Known for gallery-filling installations made of cardboard and packing tape, Paris-based artist Thomas Hirschhorn marshals these materials to transform Gladstone Gallery’s 21st Street location into a room resembling a destroyed command center or gaming parlor.  Titled ‘Fake it, Fake it – till you Fake it’ the gallery’s huge space houses rows of desks littered with cigarettes and coffee cups cut roughly from polystyrene and cardboard computers (some with smashed screens) featuring war-destroyed buildings from both real places and video games.  Hanging from lengths of packing tape, images of soldiers taken from video games populate the room’s aisles, their faces covered by emojis, which also hang like mobiles from the gallery ceiling.  Hirschhorn’s deliberately low-tech materials contrast the realistic imagery from the video game (seen in this photo on one screen) and disturbingly blur the line between real and fake. (On view in Chelsea through March 2nd).

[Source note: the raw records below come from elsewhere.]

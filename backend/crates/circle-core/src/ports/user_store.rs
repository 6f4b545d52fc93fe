use crate::{CoreResult, InsertOutcome, Page, PageRequest, User};

use async_trait::async_trait;
use uuid::Uuid;

#[async_trait]
pub trait UserStore: Send + Sync {
    /// Returns `Duplicate` when the (normalized) email is already taken
    async fn insert(&self, user: &User) -> CoreResult<InsertOutcome>;

    async fn find_by_id(&self, id: Uuid) -> CoreResult<Option<User>>;

    async fn find_by_email(&self, email: &str) -> CoreResult<Option<User>>;

    /// Exact, case-insensitive email match
    async fn search_by_email(&self, email: &str, page: PageRequest) -> CoreResult<Page<User>>;

    /// Case-insensitive substring match on first name or last name
    async fn search_by_name(&self, fragment: &str, page: PageRequest) -> CoreResult<Page<User>>;
}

Thomas Hirschhorn, installation view of ‘Fake it, Fake it – till you Fake it,’ cardboard, prints, tape, polystyrene, aluminum foil, dimensions variable, 2023.

Jennifer Guidi at Gagosian Gallery

Jennifer Guidi wants to share ‘calm and joy’ in her vibrant landscapes and abstractions, she says of paintings now on view at Gagosian Gallery in Chelsea.  Based on views of the hills in LA and in southern France where the artist recently exhibited at the Richard Rogers Drawing Gallery, Guidi uses her signature materials of sand on canvas to depict pleasingly smooth geological forms as a counter to explosive activity in the skies.  Starburst patterns appear in both representational and abstract canvases, spreading color and energy over the landscapes like a shower of beneficence.  (On view through March 2nd).

Jennifer Guidi, Let the Light Fall Gently, sand, acrylic, oil and rocks on linen, 60 x 48 x 1.5 inches, 2023.

Richard Mosse at Jack Shainman Gallery

Even in the dark, Jack Shainman Gallery’s new Tribeca space looks stunning, its vast hall accommodating Richard Mosse’s film ‘Broken Spectre, an extraordinary warning-cry against ongoing environmental devastation in the Amazon.  Shown on a 60’ wide screen and toggling between ariel views of the landscape, on-the-ground footage of people involved in rainforest clearing, mining and agri-business, and microscopic views of minute ecosystems on the forest floor, Mosse catalogues the destruction using technology – multi-spectral video, infrared film and UV microscopy – that provides unique views of the environment.  Alarming and beautiful, Mosse’s film is the culmination of two years of work in the Amazon and, along with Ben Frost’s powerful soundtrack, is a persuasive argument for action.  (On view in Tribeca through March 16th).

Richard Mosse, installation of Broken Spectre at Jack Shainman Gallery, 2024.

Apollinaria Broche at Marianne Boesky Gallery

To a soundtrack featuring readings from Charles Baudelaire’s ‘Flowers of Evil,’ Apollinaria Broche’s ceramic and bronze flowers strike gangly poses in her solo show at Marianne Boesky Gallery, exuding both wonky charm and maleficence.  Like an insect to nectar, viewers are drawn into the center of colorful ceramic flowers that feature tiny bronze sculptures – a winged horse, a contented-looking cat – of cavorting magical creatures.  More ominous figures – snakes, flies – appear as well, suggesting that the flowers inhabit a garden less welcoming than it first appears.  In this detail image of ‘I hid my tracks Spit out all my hair,’ skulls and daggers mingle with the seeds of this lush blossoming plant, summoning a specter of death and violence where it might least be expected.  (On view in Chelsea through Feb 24th.)

Apollinaria Broche, (detail) I hid my tracks Spit out all my air, glazed ceramic, bronze, 63 x 21 x 18 inches, 2023.